(Stored data)
use clap::{Parser, Subcommand};
use corpus_migrate::migrate::{MigrateEvent, Migrator, PassKind, PassReport};
use corpus_migrate::{config, output};
use std::path::PathBuf;
use std::sync::mpsc;

/// Shared flags for commands that touch the target corpus.
#[derive(clap::Args, Clone)]
struct RunArgs {
    /// Report what would change without writing any file
    #[arg(long)]
    dry_run: bool,
}

#[derive(Parser)]
#[command(name = "corpus-migrate")]
#[command(about = "Carry blog metadata from a legacy corpus into a new one")]
#[command(long_about = "\
Carry blog metadata from a legacy corpus into a new one

Both corpora are directories of Markdown files with a frontmatter block,
one directory per locale. Documents are matched by filename.

Project layout (defaults, see 'corpus-migrate gen-config'):

  ../blog/src/posts/           # legacy, read only
  ../blog/src/posts-zh_cn/
  src/content/blog/en/         # target, rewritten in place
  src/content/blog/zh/
  migrate.toml                 # optional

Passes:
  frontmatter  Rebuild every block to title/description/pubDate/heroImage/tags
  dates        Copy legacy 'date' into target 'pubDate'
  tags         Copy legacy 'tags' into target documents
  images       Re-root image references in document bodies

Files are rewritten in place with no backup. Commit or copy the target
corpus first.")]
#[command(version)]
struct Cli {
    /// Project root containing migrate.toml; corpus paths are relative to it
    #[arg(long, default_value = ".", global = true)]
    root: PathBuf,

    #[command(subcommand)]
    command: Command,
}

#[derive(Subcommand)]
enum Command {
    /// Rebuild frontmatter of every target document to the site schema
    Frontmatter(RunArgs),
    /// Carry legacy dates into target pubDate fields
    Dates(RunArgs),
    /// Carry legacy tags into target documents
    Tags(RunArgs),
    /// Rewrite image references in target document bodies
    Images(RunArgs),
    /// Run every pass: frontmatter → dates → tags → images
    All(RunArgs),
    /// Print a stock migrate.toml with all options documented
    GenConfig,
}

fn main() -> Result<(), Box<dyn std::error::Error>> {
    let cli = Cli::parse();

    let (passes, args) = match cli.command {
        Command::Frontmatter(args) => (vec![PassKind::Frontmatter], args),
        Command::Dates(args) => (vec![PassKind::Dates], args),
        Command::Tags(args) => (vec![PassKind::Tags], args),
        Command::Images(args) => (vec![PassKind::Images], args),
        Command::All(args) => (PassKind::ALL.to_vec(), args),
        Command::GenConfig => {
            print!("{}", config::stock_config_toml());
            return Ok(());
        }
    };

    let migrate_config = config::load_config(&cli.root)?;
    if args.dry_run {
        println!("==> Dry run: no files will be written");
    }

    let (tx, rx) = mpsc::channel::<MigrateEvent>();
    let printer = std::thread::spawn(move || {
        for event in rx {
            for line in output::format_event(&event) {
                println!("{}", line);
            }
        }
    });

    let migrator = Migrator::new(migrate_config, &cli.root)
        .dry_run(args.dry_run)
        .events(tx);
    let result: Result<Vec<PassReport>, _> =
        passes.into_iter().map(|pass| migrator.run(pass)).collect();

    // Close the channel so the printer drains and exits.
    drop(migrator);
    printer.join().ok();

    for report in &result? {
        output::print_report(report);
    }

    Ok(())
}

**Assignment**
What you give back should be only the lines of the records above, starting at the line with "let migrate_config = config::load_config(&cli.root)?;" and ending at the line with "drop(migrator);", restated word for word.

**Response area**
    let migrate_config = config::load_config(&cli.root)?;
    if args.dry_run {
        println!("==> Dry run: no files will be written");
    }

    let (tx, rx) = mpsc::channel::<MigrateEvent>();
    let printer = std::thread::spawn(move || {
        for event in rx {
            for line in output::format_event(&event) {
                println!("{}", line);
            }
        }
    });

    let migrator = Migrator::new(migrate_config, &cli.root)
        .dry_run(args.dry_run)
        .events(tx);
    let result: Result<Vec<PassReport>, _> =
        passes.into_iter().map(|pass| migrator.run(pass)).collect();

    // Close the channel so the printer drains and exits.
    drop(migrator);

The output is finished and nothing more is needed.